Smith jumped out of the truck with his gun in hand, ready to defend himself from whatever had startled him. Spotting me, he said, “What are you doing? You almost scared me to death. You’re going to run all the deer in the woods off, just shooting to wake me up.” I smiled and slowly walked back to the truck. Then, I told Smith I’d been deer hunting and would appreciate his helping me drag my buck to the truck. When we walked through the briars to where the 6 point laid, Smith said, “I can’t believe you took a deer this close to the truck. There’s no way that deer could have been that close, heard us drive in and park and still not get spooked. I think you went and shot this buck somewhere else and dragged it here just to wake me up.” But once I showed Smith the short blood trail from the briars to where the deer fell, he had to believe my story, unbelievable as it may have seemed.
Generally you’ll find older-age class bucks where you least expect to encounter them when hunting with your muzzleloader.

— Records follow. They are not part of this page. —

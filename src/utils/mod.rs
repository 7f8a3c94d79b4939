use chrono::{DateTime, NaiveDateTime, Utc};

pub mod json;

pub fn to_iso(dt: NaiveDateTime) -> String {
    DateTime::<Utc>::from_naive_utc_and_offset(dt, Utc).to_rfc3339()
}

/// Rejects values longer than `max` characters with a message naming the field.
pub fn check_max_chars(field: &str, value: &str, max: usize) -> Result<(), String> {
    if value.chars().count() > max {
        return Err(format!("{field} must be at most {max} characters"));
    }
    Ok(())
}

#[cfg(test)]
mod tests {
    use super::*;

    #[test]
    fn length_limit_counts_characters_not_bytes() {
        assert!(check_max_chars("sitio", &"ñ".repeat(100), 100).is_ok());
        assert_eq!(
            check_max_chars("sitio", &"a".repeat(101), 100).unwrap_err(),
            "sitio must be at most 100 characters"
        );
    }
}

During daylight hours, deer can hold safely in an area where hunters park, because the hunters rarely hunt there. Hunters think the noise from opening and closing doors and talking and walking to stand sites spook deer. However, mature bucks have become so accustomed to these sounds and have learned this area is safe, since these sounds mean the hunters will leave that region soon. Often still and stalk hunters make the mistake of looking only ahead of them, rather than also behind and around them. Don’t forget to study the 50-percent more of the woods you get with each step.